- [What is being asked]: Word for word, set down the listing that appears after this line.

- [Data extract]:
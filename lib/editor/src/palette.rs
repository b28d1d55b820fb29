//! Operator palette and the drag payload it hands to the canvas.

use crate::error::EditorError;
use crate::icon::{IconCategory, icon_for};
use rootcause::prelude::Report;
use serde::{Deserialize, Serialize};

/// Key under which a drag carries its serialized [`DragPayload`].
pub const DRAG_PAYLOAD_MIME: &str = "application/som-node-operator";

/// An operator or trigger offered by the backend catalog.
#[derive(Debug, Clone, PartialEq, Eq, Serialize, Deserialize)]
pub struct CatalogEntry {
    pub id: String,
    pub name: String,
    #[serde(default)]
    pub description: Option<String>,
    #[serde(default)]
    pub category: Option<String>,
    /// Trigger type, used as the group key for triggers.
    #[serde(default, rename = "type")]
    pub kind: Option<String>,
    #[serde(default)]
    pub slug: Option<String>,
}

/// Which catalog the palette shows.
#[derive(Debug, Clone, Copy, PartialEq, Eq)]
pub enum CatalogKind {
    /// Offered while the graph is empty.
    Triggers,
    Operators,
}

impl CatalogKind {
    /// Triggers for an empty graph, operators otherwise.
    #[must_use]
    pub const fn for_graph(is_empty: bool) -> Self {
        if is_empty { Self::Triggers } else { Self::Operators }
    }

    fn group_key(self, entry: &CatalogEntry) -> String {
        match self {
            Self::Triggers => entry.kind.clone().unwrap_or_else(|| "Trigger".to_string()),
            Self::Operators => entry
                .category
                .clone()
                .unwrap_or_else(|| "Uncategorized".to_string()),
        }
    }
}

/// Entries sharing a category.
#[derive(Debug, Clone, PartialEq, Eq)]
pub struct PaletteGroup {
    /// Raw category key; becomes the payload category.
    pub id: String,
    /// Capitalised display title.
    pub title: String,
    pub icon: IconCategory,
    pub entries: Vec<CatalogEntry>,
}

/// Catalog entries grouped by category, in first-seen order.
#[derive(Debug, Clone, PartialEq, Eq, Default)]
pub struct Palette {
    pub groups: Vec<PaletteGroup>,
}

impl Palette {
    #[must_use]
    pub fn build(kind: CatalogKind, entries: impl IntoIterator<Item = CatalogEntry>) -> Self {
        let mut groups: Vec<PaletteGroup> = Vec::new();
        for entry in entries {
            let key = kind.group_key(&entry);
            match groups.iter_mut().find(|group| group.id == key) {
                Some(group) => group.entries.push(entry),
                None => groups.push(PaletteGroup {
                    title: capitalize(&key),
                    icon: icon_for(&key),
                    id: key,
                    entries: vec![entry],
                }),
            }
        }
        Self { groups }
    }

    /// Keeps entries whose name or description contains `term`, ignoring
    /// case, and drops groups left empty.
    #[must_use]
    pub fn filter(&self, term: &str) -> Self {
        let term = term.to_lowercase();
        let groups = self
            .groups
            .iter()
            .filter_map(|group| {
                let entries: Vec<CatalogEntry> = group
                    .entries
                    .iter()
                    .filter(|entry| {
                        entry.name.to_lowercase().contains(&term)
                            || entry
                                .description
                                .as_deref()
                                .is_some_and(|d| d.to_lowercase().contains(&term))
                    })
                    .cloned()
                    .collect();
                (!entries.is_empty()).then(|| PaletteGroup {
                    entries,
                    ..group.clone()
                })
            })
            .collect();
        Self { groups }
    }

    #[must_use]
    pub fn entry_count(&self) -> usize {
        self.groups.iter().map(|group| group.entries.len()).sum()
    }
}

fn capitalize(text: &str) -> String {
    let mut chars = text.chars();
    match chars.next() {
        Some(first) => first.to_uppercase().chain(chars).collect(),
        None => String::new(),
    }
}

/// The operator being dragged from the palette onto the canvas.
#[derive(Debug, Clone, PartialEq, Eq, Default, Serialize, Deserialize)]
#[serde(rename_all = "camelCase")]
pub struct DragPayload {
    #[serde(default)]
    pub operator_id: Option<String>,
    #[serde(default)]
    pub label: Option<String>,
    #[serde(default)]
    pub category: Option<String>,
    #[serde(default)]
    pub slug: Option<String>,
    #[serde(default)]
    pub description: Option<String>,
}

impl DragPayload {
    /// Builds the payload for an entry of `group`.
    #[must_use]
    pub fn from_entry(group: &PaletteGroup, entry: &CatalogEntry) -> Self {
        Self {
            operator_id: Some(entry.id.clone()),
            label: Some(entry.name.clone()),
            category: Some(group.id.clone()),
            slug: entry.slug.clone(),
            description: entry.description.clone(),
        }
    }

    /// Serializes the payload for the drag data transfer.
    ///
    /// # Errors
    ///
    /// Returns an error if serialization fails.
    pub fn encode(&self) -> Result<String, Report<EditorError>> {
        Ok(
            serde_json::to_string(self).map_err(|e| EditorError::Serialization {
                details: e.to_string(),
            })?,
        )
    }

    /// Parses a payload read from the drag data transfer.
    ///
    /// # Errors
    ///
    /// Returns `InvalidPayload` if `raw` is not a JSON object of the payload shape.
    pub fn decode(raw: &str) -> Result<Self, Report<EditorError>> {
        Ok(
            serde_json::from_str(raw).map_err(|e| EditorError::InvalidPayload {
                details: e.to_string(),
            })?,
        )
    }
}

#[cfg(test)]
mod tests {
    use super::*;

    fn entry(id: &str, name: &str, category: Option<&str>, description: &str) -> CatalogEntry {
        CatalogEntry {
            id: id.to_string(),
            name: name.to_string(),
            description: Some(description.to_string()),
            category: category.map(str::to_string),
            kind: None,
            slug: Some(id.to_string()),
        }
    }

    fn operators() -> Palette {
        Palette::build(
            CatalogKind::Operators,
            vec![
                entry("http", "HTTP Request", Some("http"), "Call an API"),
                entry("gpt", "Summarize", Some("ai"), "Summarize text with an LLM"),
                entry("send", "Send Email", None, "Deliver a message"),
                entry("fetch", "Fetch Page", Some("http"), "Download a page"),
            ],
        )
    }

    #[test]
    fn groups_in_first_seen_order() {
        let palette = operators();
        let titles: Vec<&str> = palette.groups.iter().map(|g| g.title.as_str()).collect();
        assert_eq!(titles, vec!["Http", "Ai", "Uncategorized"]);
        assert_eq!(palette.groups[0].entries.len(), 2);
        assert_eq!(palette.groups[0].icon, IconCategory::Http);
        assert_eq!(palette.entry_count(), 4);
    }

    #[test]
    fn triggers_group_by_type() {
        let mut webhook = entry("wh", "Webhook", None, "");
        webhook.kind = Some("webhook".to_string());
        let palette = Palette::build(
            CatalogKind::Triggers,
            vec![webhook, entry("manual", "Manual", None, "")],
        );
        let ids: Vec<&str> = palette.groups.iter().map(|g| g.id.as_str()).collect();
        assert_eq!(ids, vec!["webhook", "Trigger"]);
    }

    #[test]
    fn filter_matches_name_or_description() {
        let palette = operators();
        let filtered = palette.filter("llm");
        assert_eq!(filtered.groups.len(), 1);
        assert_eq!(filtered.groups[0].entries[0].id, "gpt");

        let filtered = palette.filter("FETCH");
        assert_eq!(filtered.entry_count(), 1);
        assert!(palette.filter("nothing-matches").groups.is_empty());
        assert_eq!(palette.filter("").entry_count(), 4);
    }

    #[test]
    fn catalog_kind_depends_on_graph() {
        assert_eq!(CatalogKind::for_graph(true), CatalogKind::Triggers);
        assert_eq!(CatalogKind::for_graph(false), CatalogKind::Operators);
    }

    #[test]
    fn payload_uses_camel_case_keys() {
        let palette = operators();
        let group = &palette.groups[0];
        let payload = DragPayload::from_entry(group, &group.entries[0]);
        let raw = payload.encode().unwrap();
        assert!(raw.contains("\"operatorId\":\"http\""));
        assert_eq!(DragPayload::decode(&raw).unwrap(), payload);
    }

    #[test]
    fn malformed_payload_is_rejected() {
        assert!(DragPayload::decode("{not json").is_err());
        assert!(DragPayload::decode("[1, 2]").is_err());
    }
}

- [Completed task]:
filename lib/editor/src/palette.rs
repository b28d1d55b820fb29
//! Operator palette and the drag payload it hands to the canvas.

use crate::error::EditorError;
use crate::icon::{IconCategory, icon_for};
use rootcause::prelude::Report;
use serde::{Deserialize, Serialize};

/// Key under which a drag carries its serialized [`DragPayload`].
pub const DRAG_PAYLOAD_MIME: &str = "application/som-node-operator";

/// An operator or trigger offered by the backend catalog.
#[derive(Debug, Clone, PartialEq, Eq, Serialize, Deserialize)]
pub struct CatalogEntry {
    pub id: String,
    pub name: String,
    #[serde(default)]
    pub description: Option<String>,
    #[serde(default)]
    pub category: Option<String>,
    /// Trigger type, used as the group key for triggers.
    #[serde(default, rename = "type")]
    pub kind: Option<String>,
    #[serde(default)]
    pub slug: Option<String>,
}

/// Which catalog the palette shows.
#[derive(Debug, Clone, Copy, PartialEq, Eq)]
pub enum CatalogKind {
    /// Offered while the graph is empty.
    Triggers,
    Operators,
}

impl CatalogKind {
    /// Triggers for an empty graph, operators otherwise.
    #[must_use]
    pub const fn for_graph(is_empty: bool) -> Self {
        if is_empty { Self::Triggers } else { Self::Operators }
    }

    fn group_key(self, entry: &CatalogEntry) -> String {
        match self {
            Self::Triggers => entry.kind.clone().unwrap_or_else(|| "Trigger".to_string()),
            Self::Operators => entry
                .category
                .clone()
                .unwrap_or_else(|| "Uncategorized".to_string()),
        }
    }
}

/// Entries sharing a category.
#[derive(Debug, Clone, PartialEq, Eq)]
pub struct PaletteGroup {
    /// Raw category key; becomes the payload category.
    pub id: String,
    /// Capitalised display title.
    pub title: String,
    pub icon: IconCategory,
    pub entries: Vec<CatalogEntry>,
}

/// Catalog entries grouped by category, in first-seen order.
#[derive(Debug, Clone, PartialEq, Eq, Default)]
pub struct Palette {
    pub groups: Vec<PaletteGroup>,
}

impl Palette {
    #[must_use]
    pub fn build(kind: CatalogKind, entries: impl IntoIterator<Item = CatalogEntry>) -> Self {
        let mut groups: Vec<PaletteGroup> = Vec::new();
        for entry in entries {
            let key = kind.group_key(&entry);
            match groups.iter_mut().find(|group| group.id == key) {
                Some(group) => group.entries.push(entry),
                None => groups.push(PaletteGroup {
                    title: capitalize(&key),
                    icon: icon_for(&key),
                    id: key,
                    entries: vec![entry],
                }),
            }
        }
        Self { groups }
    }

    /// Keeps entries whose name or description contains `term`, ignoring
    /// case, and drops groups left empty.
    #[must_use]
    pub fn filter(&self, term: &str) -> Self {
        let term = term.to_lowercase();
        let groups = self
            .groups
            .iter()
            .filter_map(|group| {
                let entries: Vec<CatalogEntry> = group
                    .entries
                    .iter()
                    .filter(|entry| {
                        entry.name.to_lowercase().contains(&term)
                            || entry
                                .description
                                .as_deref()
                                .is_some_and(|d| d.to_lowercase().contains(&term))
                    })
                    .cloned()
                    .collect();
                (!entries.is_empty()).then(|| PaletteGroup {
                    entries,
                    ..group.clone()
                })
            })
            .collect();
        Self { groups }
    }

    #[must_use]
    pub fn entry_count(&self) -> usize {
        self.groups.iter().map(|group| group.entries.len()).sum()
    }
}

fn capitalize(text: &str) -> String {
    let mut chars = text.chars();
    match chars.next() {
        Some(first) => first.to_uppercase().chain(chars).collect(),
        None => String::new(),
    }
}

/// The operator being dragged from the palette onto the canvas.
#[derive(Debug, Clone, PartialEq, Eq, Default, Serialize, Deserialize)]
#[serde(rename_all = "camelCase")]
pub struct DragPayload {
    #[serde(default)]
    pub operator_id: Option<String>,
    #[serde(default)]
    pub label: Option<String>,
    #[serde(default)]
    pub category: Option<String>,
    #[serde(default)]
    pub slug: Option<String>,
    #[serde(default)]
    pub description: Option<String>,
}

impl DragPayload {
    /// Builds the payload for an entry of `group`.
    #[must_use]
    pub fn from_entry(group: &PaletteGroup, entry: &CatalogEntry) -> Self {
        Self {
            operator_id: Some(entry.id.clone()),
            label: Some(entry.name.clone()),
            category: Some(group.id.clone()),
            slug: entry.slug.clone(),
            description: entry.description.clone(),
        }
    }

    /// Serializes the payload for the drag data transfer.
    ///
    /// # Errors
    ///
    /// Returns an error if serialization fails.
    pub fn encode(&self) -> Result<String, Report<EditorError>> {
        Ok(
            serde_json::to_string(self).map_err(|e| EditorError::Serialization {
                details: e.to_string(),
            })?,
        )
    }

    /// Parses a payload read from the drag data transfer.
    ///
    /// # Errors
    ///
    /// Returns `InvalidPayload` if `raw` is not a JSON object of the payload shape.
    pub fn decode(raw: &str) -> Result<Self, Report<EditorError>> {
        Ok(
            serde_json::from_str(raw).map_err(|e| EditorError::InvalidPayload {
                details: e.to_string(),
            })?,
        )
    }
}

#[cfg(test)]
mod tests {
    use super::*;

    fn entry(id: &str, name: &str, category: Option<&str>, description: &str) -> CatalogEntry {
        CatalogEntry {
            id: id.to_string(),
            name: name.to_string(),
            description: Some(description.to_string()),
            category: category.map(str::to_string),
            kind: None,
            slug: Some(id.to_string()),
        }
    }

    fn operators() -> Palette {
        Palette::build(
            CatalogKind::Operators,
            vec![
                entry("http", "HTTP Request", Some("http"), "Call an API"),
                entry("gpt", "Summarize", Some("ai"), "Summarize text with an LLM"),
                entry("send", "Send Email", None, "Deliver a message"),
                entry("fetch", "Fetch Page", Some("http"), "Download a page"),
            ],
        )
    }

    #[test]
    fn groups_in_first_seen_order() {
        let palette = operators();
        let titles: Vec<&str> = palette.groups.iter().map(|g| g.title.as_str()).collect();
        assert_eq!(titles, vec!["Http", "Ai", "Uncategorized"]);
        assert_eq!(palette.groups[0].entries.len(), 2);
        assert_eq!(palette.groups[0].icon, IconCategory::Http);
        assert_eq!(palette.entry_count(), 4);
    }

    #[test]
    fn triggers_group_by_type() {
        let mut webhook = entry("wh", "Webhook", None, "");
        webhook.kind = Some("webhook".to_string());
        let palette = Palette::build(
            CatalogKind::Triggers,
            vec![webhook, entry("manual", "Manual", None, "")],
        );
        let ids: Vec<&str> = palette.groups.iter().map(|g| g.id.as_str()).collect();
        assert_eq!(ids, vec!["webhook", "Trigger"]);
    }

    #[test]
    fn filter_matches_name_or_description() {
        let palette = operators();
        let filtered = palette.filter("llm");
        assert_eq!(filtered.groups.len(), 1);
        assert_eq!(filtered.groups[0].entries[0].id, "gpt");

        let filtered = palette.filter("FETCH");
        assert_eq!(filtered.entry_count(), 1);
        assert!(palette.filter("nothing-matches").groups.is_empty());
        assert_eq!(palette.filter("").entry_count(), 4);
    }

    #[test]
    fn catalog_kind_depends_on_graph() {
        assert_eq!(CatalogKind::for_graph(true), CatalogKind::Triggers);
        assert_eq!(CatalogKind::for_graph(false), CatalogKind::Operators);
    }

    #[test]
    fn payload_uses_camel_case_keys() {
        let palette = operators();
        let group = &palette.groups[0];
        let payload = DragPayload::from_entry(group, &group.entries[0]);
        let raw = payload.encode().unwrap();
        assert!(raw.contains("\"operatorId\":\"http\""));
        assert_eq!(DragPayload::decode(&raw).unwrap(), payload);
    }

    #[test]
    fn malformed_payload_is_rejected() {
        assert!(DragPayload::decode("{not json").is_err());
        assert!(DragPayload::decode("[1, 2]").is_err());
    }
}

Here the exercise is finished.